Читаем Ландшафты Зазеркалья полностью

«Железный поток», «Падение Даира», «Бронепоезд 14—69», «Разгром» и другие произведения, которые впоследствии было принято оценивать чуть ли не как классику социалистического реализма, созданы в середине 1920-х годов. А фадеевский «Разгром» вопреки присутствующей в его замысле идеологической схеме просто был и остается хорошим романом. Не случайно в своем предсмертном письме Фадеев, с некоторой долей преувеличения (странно было бы ждать объективности от предсмертных писем!) и глубокой горечью восклицал: «С каким чувством свободы и открытости мира входило мое поколение в литературу <…>. Какие прекрасные произведения литературы мы создавали и еще могли бы создать!»

Первое, хрущевское, десятилетие посттоталитарной эпохи прошло в России под флагом «критического направления», постепенно возвращавшего читателя к традициям русского классического реализма, большому авторитетному стилю. Два последующих десятилетия, с середины 1960-х по середину 1980-х, практически полностью сокрушили социалистический реализм, причем без каких-либо громких политических или эстетических деклараций. Что же касается 1990-х, то трудно не заметить, как закольцовывается здесь художественная композиция века и как русская литература возвращается к его началу, восстанавливая надолго оборванные связи с наследием авангарда и модернизма.

Подчас кажется, что, произнеся сакраментальное слово «тоталитаризм», мы уже даем некие ответы. На самом же деле мы лишь ставим вопросы. Насколько способна культура в условиях тоталитарного режима сохранять известную суверенность, не уходя в глухое подполье, где она, по существу, самоликвидируется? Что было первичным — сама литература, в которой давление революционной действительности и ее идеология сформировали новый метод, или теоретическая конструкция, определяющая художественную практику и обязательно ли спущенная в искусство «сверху»? Какие процессы происходили в этот период в самой литературе? Кто был автором самой этой теоретической конструкции, вошедшей в Устав, а не только термина, приписываемого то Сталину, то Горькому? Как отделить индивидуальные, независимые убеждения художника от его общественных заблуждений? Веру от неверия? Где кончается самообман и начинается просто страх? Какова мера сопротивляемости индивидуального сознания давлению коллективной «правоты»? Где в произведениях советских писателей и в многочисленных их переизданиях правка происходила по требованиям цензуры, а где принадлежала самому автору? Как вообще соотносятся тоталитаризм и культура?

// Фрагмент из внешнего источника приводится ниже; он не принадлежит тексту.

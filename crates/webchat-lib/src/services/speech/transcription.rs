// Speech-to-Text Session
// Feature: Speech Demos (002-speech)
//
// Drives a speech recognizer:
// - Model/device selection with load progress
// - Record -> stop -> automatic transcription
// - Transcription of uploaded clips
// - Result and error state for observers

use std::sync::{Arc, Mutex};

use super::SpeechRecognizer;
use crate::models::speech::{
    AudioClip, Device, SpeechTask, SttModel, Transcription, TranscriptionOptions,
};
use crate::models::Progress;
use crate::services::engine::{EngineError, EngineResult, ProgressSink};
use crate::utils::lock_unpoisoned;

/// Observable state of a transcription session
#[derive(Debug, Clone, PartialEq, Default)]
pub struct TranscriptionView {
    pub model: SttModel,
    pub device: Device,
    pub options: TranscriptionOptions,
    /// Load progress, 0.0 - 1.0
    pub progress: f64,
    pub is_loading: bool,
    pub is_model_loaded: bool,
    pub is_recording: bool,
    pub is_transcribing: bool,
    pub audio: Option<AudioClip>,
    pub result: Option<Transcription>,
    pub error: Option<String>,
}

#[derive(Default)]
struct TranscriptionState {
    view: TranscriptionView,
    load_epoch: u64,
}

pub struct TranscriptionSession {
    recognizer: Arc<dyn SpeechRecognizer>,
    state: Arc<Mutex<TranscriptionState>>,
}

impl TranscriptionSession {
    pub fn new(recognizer: Arc<dyn SpeechRecognizer>, device: Device) -> Self {
        let state = TranscriptionState {
            view: TranscriptionView {
                device,
                ..Default::default()
            },
            load_epoch: 0,
        };
        Self {
            recognizer,
            state: Arc::new(Mutex::new(state)),
        }
    }

    pub fn view(&self) -> TranscriptionView {
        lock_unpoisoned(&self.state).view.clone()
    }

    fn update<R>(&self, f: impl FnOnce(&mut TranscriptionView) -> R) -> R {
        f(&mut lock_unpoisoned(&self.state).view)
    }

    fn fail(&self, err: &EngineError, context: &str) {
        log::error!("{}: {}", context, err);
        self.update(|view| view.error = Some(err.to_string()));
    }

    // ========================================================================
    // Model
    // ========================================================================

    /// Load the selected model on the selected device
    pub async fn load(&self) -> EngineResult<()> {
        let (epoch, model, device) = {
            let mut state = lock_unpoisoned(&self.state);
            state.load_epoch += 1;
            state.view.is_loading = true;
            state.view.is_model_loaded = false;
            state.view.error = None;
            state.view.progress = 0.0;
            (state.load_epoch, state.view.model, state.view.device)
        };

        let progress_state = self.state.clone();
        let sink: ProgressSink = Arc::new(move |progress: Progress| {
            let mut state = lock_unpoisoned(&progress_state);
            if state.load_epoch == epoch {
                state.view.progress = progress.fraction;
            }
        });

        log::info!("Loading speech model {} on {:?}", model.as_str(), device);
        let result = self.recognizer.load_model(model, device, sink).await;

        let mut state = lock_unpoisoned(&self.state);
        if state.load_epoch != epoch {
            return Ok(());
        }
        state.view.is_loading = false;
        match result {
            Ok(()) => {
                state.view.is_model_loaded = true;
                Ok(())
            }
            Err(err) => {
                log::error!("Failed to load speech model {}: {}", model.as_str(), err);
                state.view.error = Some(err.to_string());
                Err(err)
            }
        }
    }

    /// Select a model and reload
    pub async fn select_model(&self, model: SttModel) -> EngineResult<()> {
        self.update(|view| view.model = model);
        self.load().await
    }

    /// Select a device and reload
    pub async fn select_device(&self, device: Device) -> EngineResult<()> {
        self.update(|view| view.device = device);
        self.load().await
    }

    pub fn set_task(&self, task: SpeechTask) {
        self.update(|view| view.options.task = task);
    }

    pub fn set_language(&self, language: impl Into<String>) {
        let language = language.into();
        self.update(|view| view.options.language = language);
    }

    pub fn set_return_timestamps(&self, enabled: bool) {
        self.update(|view| view.options.return_timestamps = enabled);
    }

    // ========================================================================
    // Recording / transcription
    // ========================================================================

    /// Start recording. Returns false when no model is loaded.
    pub async fn start_recording(&self) -> EngineResult<bool> {
        let allowed = self.update(|view| {
            if !view.is_model_loaded || view.is_recording {
                return false;
            }
            view.error = None;
            view.is_recording = true;
            true
        });
        if !allowed {
            return Ok(false);
        }

        if let Err(err) = self.recognizer.start_recording().await {
            self.fail(&err, "Failed to start recording");
            self.update(|view| view.is_recording = false);
            return Err(err);
        }
        Ok(true)
    }

    /// Stop recording and transcribe what was captured.
    /// Returns `None` when nothing was recording.
    pub async fn stop_recording(&self) -> EngineResult<Option<Transcription>> {
        let was_recording = self.update(|view| std::mem::replace(&mut view.is_recording, false));
        if !was_recording {
            return Ok(None);
        }

        let clip = match self.recognizer.stop_recording().await {
            Ok(clip) => clip,
            Err(err) => {
                self.fail(&err, "Failed to stop recording");
                return Err(err);
            }
        };
        self.update(|view| view.audio = Some(clip.clone()));

        self.transcribe(&clip).await
    }

    /// Transcribe an uploaded clip
    pub async fn transcribe_file(&self, clip: AudioClip) -> EngineResult<Option<Transcription>> {
        self.update(|view| view.audio = Some(clip.clone()));
        self.transcribe(&clip).await
    }

    /// Transcribe `clip` with the current options.
    /// Returns `None` when no model is loaded.
    pub async fn transcribe(&self, clip: &AudioClip) -> EngineResult<Option<Transcription>> {
        let options = self.update(|view| {
            if !view.is_model_loaded {
                return None;
            }
            view.is_transcribing = true;
            view.error = None;
            Some(view.options.clone())
        });
        let Some(options) = options else {
            return Ok(None);
        };

        let result = self.recognizer.transcribe(clip, &options).await;
        self.update(|view| view.is_transcribing = false);

        match result {
            Ok(transcription) => {
                self.update(|view| view.result = Some(transcription.clone()));
                Ok(Some(transcription))
            }
            Err(err) => {
                self.fail(&err, "Failed to transcribe audio");
                Err(err)
            }
        }
    }

    /// Drop the last result and audio
    pub fn clear_results(&self) {
        self.update(|view| {
            view.result = None;
            view.audio = None;
        });
    }
}
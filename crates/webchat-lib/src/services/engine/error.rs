// Engine Error Types
// Feature: Browser Chat (001-chat-session)

use std::time::Duration;

use thiserror::Error;

/// Inference engine error
#[derive(Error, Debug, Clone, PartialEq)]
pub enum EngineError {
    /// Generate was called before any engine finished loading
    #[error("No engine is loaded")]
    NotLoaded,

    /// Engine/model failed to initialize
    #[error("Failed to load engine: {0}")]
    LoadFailed(String),

    /// Model not offered by the engine
    #[error("Model not found: {0}")]
    ModelNotFound(String),

    /// Host cannot run the engine (missing GPU feature etc.)
    #[error("Engine not supported on this host: {0}")]
    Unsupported(String),

    /// Connection failed
    #[error("Cannot connect to engine: {0}")]
    ConnectionFailed(String),

    /// Error reported by the engine
    #[error("Engine error: {0}")]
    ApiError(String),

    /// Malformed engine output
    #[error("Response parse error: {0}")]
    ParseError(String),

    /// Generation was cancelled by the caller
    #[error("Generation cancelled")]
    Cancelled,

    /// Worker went away while a request was outstanding
    #[error("Engine worker terminated")]
    WorkerGone,

    /// No progress within the configured deadline
    #[error("Engine did not respond within {0:?}")]
    Timeout(Duration),
}

impl From<reqwest::Error> for EngineError {
    fn from(err: reqwest::Error) -> Self {
        if err.is_connect() {
            EngineError::ConnectionFailed(err.to_string())
        } else {
            EngineError::ApiError(err.to_string())
        }
    }
}

impl From<serde_json::Error> for EngineError {
    fn from(err: serde_json::Error) -> Self {
        EngineError::ParseError(err.to_string())
    }
}

/// Result type for engine operations
pub type EngineResult<T> = Result<T, EngineError>;

/// Engine error codes for observers
#[derive(Debug, Clone, Copy, PartialEq, Eq)]
pub enum EngineErrorCode {
    NotLoaded,
    LoadFailed,
    ModelNotFound,
    Unsupported,
    ConnectionFailed,
    ApiError,
    ParseError,
    Cancelled,
    WorkerGone,
    Timeout,
}

impl EngineErrorCode {
    pub fn as_str(&self) -> &'static str {
        match self {
            EngineErrorCode::NotLoaded => "ENGINE_NOT_LOADED",
            EngineErrorCode::LoadFailed => "ENGINE_LOAD_FAILED",
            EngineErrorCode::ModelNotFound => "ENGINE_MODEL_NOT_FOUND",
            EngineErrorCode::Unsupported => "ENGINE_UNSUPPORTED",
            EngineErrorCode::ConnectionFailed => "ENGINE_CONNECTION_FAILED",
            EngineErrorCode::ApiError => "ENGINE_API_ERROR",
            EngineErrorCode::ParseError => "ENGINE_PARSE_ERROR",
            EngineErrorCode::Cancelled => "ENGINE_CANCELLED",
            EngineErrorCode::WorkerGone => "ENGINE_WORKER_GONE",
            EngineErrorCode::Timeout => "ENGINE_TIMEOUT",
        }
    }
}

impl EngineError {
    pub fn code(&self) -> EngineErrorCode {
        match self {
            EngineError::NotLoaded => EngineErrorCode::NotLoaded,
            EngineError::LoadFailed(_) => EngineErrorCode::LoadFailed,
            EngineError::ModelNotFound(_) => EngineErrorCode::ModelNotFound,
            EngineError::Unsupported(_) => EngineErrorCode::Unsupported,
            EngineError::ConnectionFailed(_) => EngineErrorCode::ConnectionFailed,
            EngineError::ApiError(_) => EngineErrorCode::ApiError,
            EngineError::ParseError(_) => EngineErrorCode::ParseError,
            EngineError::Cancelled => EngineErrorCode::Cancelled,
            EngineError::WorkerGone => EngineErrorCode::WorkerGone,
            EngineError::Timeout(_) => EngineErrorCode::Timeout,
        }
    }

    /// Cancellation is expected and never surfaced as a failure
    pub fn is_cancellation(&self) -> bool {
        matches!(self, EngineError::Cancelled)
    }
}

impl From<EngineError> for String {
    fn from(err: EngineError) -> Self {
        err.to_string()
    }
}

Сегодня создается впечатление, будто мы вообще забыли о социалистическом реализме как о дурной болезни. Вот уже прозвучали слова, согласно которым социалистический реализм, как крошка Цахес, утонул в собственном горшке. Но, отдавая должное остроумию критика, не пришла ли пора взглянуть на это явление более серьезно? Наивно было бы полагать, будто мы избавимся от памяти о «методе», глубоко и болезненно связанным со всей советской историей, путем одной-двух дискуссий в периодической печати или нескольких изобретательных критических метафор.

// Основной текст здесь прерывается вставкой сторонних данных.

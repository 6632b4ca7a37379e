// Chat Session Store
// Feature: Browser Chat (001-chat-session)
//
// Single source of truth for the conversation, generation parameters and
// engine lifecycle. Handles:
// - Submit / stop / clear of generations
// - Model selection and engine (re)loading through the worker bridge
// - Persistence of the whitelisted session snapshot on every mutation
// - Change notification for observers

use std::sync::{Arc, Mutex};
use std::time::Duration;

use tokio::sync::watch;
use tokio::task::JoinHandle;
use tokio_util::sync::CancellationToken;

use super::error::{SessionError, SessionResult};
use super::stream::{consume, GenerationJob, GenerationOutcome, GenerationSink};
use super::transcript::Transcript;
use crate::models::chat::check_range;
use crate::models::{
    Capability, CompletionChunk, GenerationParameters, Message, ModelInfo, Progress, Usage,
};
use crate::repositories::{SessionRepository, SessionSnapshot, SessionStorage};
use crate::services::engine::{
    EngineError, EngineHandle, OpenAICompatibleLoader, SharedEngineLoader, WorkerBridge,
};
use crate::utils::config::ChatConfig;
use crate::utils::database::open_database;
use crate::utils::lock_unpoisoned;

/// Largest logprobs count engines accept
const MAX_LOGPROBS: u32 = 20;

/// The generation currently allowed to write
struct ActiveGeneration {
    id: u64,
    token: CancellationToken,
    /// Transcript index of the in-progress assistant message
    assistant_index: Option<usize>,
    /// Set by `clear()`: the generation keeps running but may no longer write
    detached: bool,
}

struct ChatState {
    transcript: Transcript,
    input: String,
    params: GenerationParameters,
    is_generating: bool,
    is_ready: bool,
    is_loading: bool,
    engine: Option<EngineHandle>,
    usage: Option<Usage>,
    progress: Option<Progress>,
    capability: Capability,
    gpu_vendor: Option<String>,
    model_list: Vec<ModelInfo>,
    load_error: Option<String>,
    generation_error: Option<String>,
    active: Option<ActiveGeneration>,
    load_epoch: u64,
    next_generation_id: u64,
}

impl ChatState {
    fn snapshot(&self) -> SessionSnapshot {
        SessionSnapshot {
            messages: self.transcript.messages().to_vec(),
            input: self.input.clone(),
            parameters: self.params.clone(),
        }
    }

    fn view(&self) -> ChatView {
        ChatView {
            messages: self.transcript.messages().to_vec(),
            input: self.input.clone(),
            parameters: self.params.clone(),
            is_generating: self.is_generating,
            is_ready: self.is_ready,
            is_loading: self.is_loading,
            usage: self.usage,
            progress: self.progress.clone(),
            capability: self.capability.clone(),
            gpu_vendor: self.gpu_vendor.clone(),
            model_list: self.model_list.clone(),
            load_error: self.load_error.clone(),
            generation_error: self.generation_error.clone(),
            worker_id: self.engine.as_ref().map(|e| e.worker_id().to_string()),
        }
    }

    /// Whether generation `id` may still write to the transcript
    fn writable(&self, id: u64) -> Option<&ActiveGeneration> {
        self.active
            .as_ref()
            .filter(|active| active.id == id && !active.detached && !active.token.is_cancelled())
    }
}

/// Read-only copy of the store state for observers
#[derive(Debug, Clone, PartialEq)]
pub struct ChatView {
    pub messages: Vec<Message>,
    pub input: String,
    pub parameters: GenerationParameters,
    pub is_generating: bool,
    pub is_ready: bool,
    pub is_loading: bool,
    pub usage: Option<Usage>,
    pub progress: Option<Progress>,
    pub capability: Capability,
    pub gpu_vendor: Option<String>,
    pub model_list: Vec<ModelInfo>,
    pub load_error: Option<String>,
    pub generation_error: Option<String>,
    /// Worker behind the ready engine
    pub worker_id: Option<String>,
}

/// Handle to a submitted generation; may be ignored
pub struct GenerationTicket {
    id: u64,
    handle: JoinHandle<GenerationOutcome>,
}

impl GenerationTicket {
    pub fn id(&self) -> u64 {
        self.id
    }

    /// Wait for the generation to settle
    pub async fn finished(self) -> GenerationOutcome {
        match self.handle.await {
            Ok(outcome) => outcome,
            Err(e) => {
                log::error!("Generation {} task ended abnormally: {}", self.id, e);
                GenerationOutcome::Failed(EngineError::WorkerGone)
            }
        }
    }
}

/// Handle to a background engine load
pub struct LoadTicket {
    handle: JoinHandle<SessionResult<()>>,
}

Желание сразу, одним махом разделаться с догмой, столь долго угнетавшей литературу, объяснимо психологически и, если хотите, оправдано этически. Допускаю даже, что вскоре произносить слова «социалистический реализм» станет просто неловко, и произойдет это гораздо раньше, чем мы разберемся в его существе. Но историкам литературы не обойтись в этой области без большой теоретической работы, без тонких эстетических дифференциаций литературного процесса, учета некоторых существенных художественных традиций (как, к примеру, соотносится соцреализм с эстетикой классицизма), без поправок на экстремальные исторические обстоятельства и т. д. и т. п. Работа эта у нас до конца не произведена, и необходимость ее как будто бы даже не вполне осознается. Эпоха социалистического реализма, похоже, пропущена нами, как некая стыдная болезнь. Но так же можно пропустить и всю советскую эпоху, а заодно и упразднить всю историю, которую Герцен однажды не без оснований называл «автобиографией сумасшедшего»…

В Японии, насколько мне известно, давно уже издано многотомное исследование «пролетарской литературы», а ведь она в художественном отношении ничего выдающегося из себя не представляла! Как-то попался мне на глаза и швейцарский проект большого труда по социалистическому реализму, не помню уж какого института. Не исключено, что западный мир обгонит нас в своих исследованиях и здесь.

Перейти на страницу:

Похожие книги

188 дней и ночей
188 дней и ночей

«188 дней и ночей» представляют для Вишневского, автора поразительных международных бестселлеров «Повторение судьбы» и «Одиночество в Сети», сборников «Любовница», «Мартина» и «Постель», очередной смелый эксперимент: книга написана в соавторстве, на два голоса. Он — популярный писатель, она — главный редактор женского журнала. Они пишут друг другу письма по электронной почте. Комментируя жизнь за окном, они обсуждают массу тем, она — как воинствующая феминистка, он — как мужчина, превозносящий женщин. Любовь, Бог, верность, старость, пластическая хирургия, гомосексуальность, виагра, порнография, литература, музыка — ничто не ускользает от их цепкого взгляда…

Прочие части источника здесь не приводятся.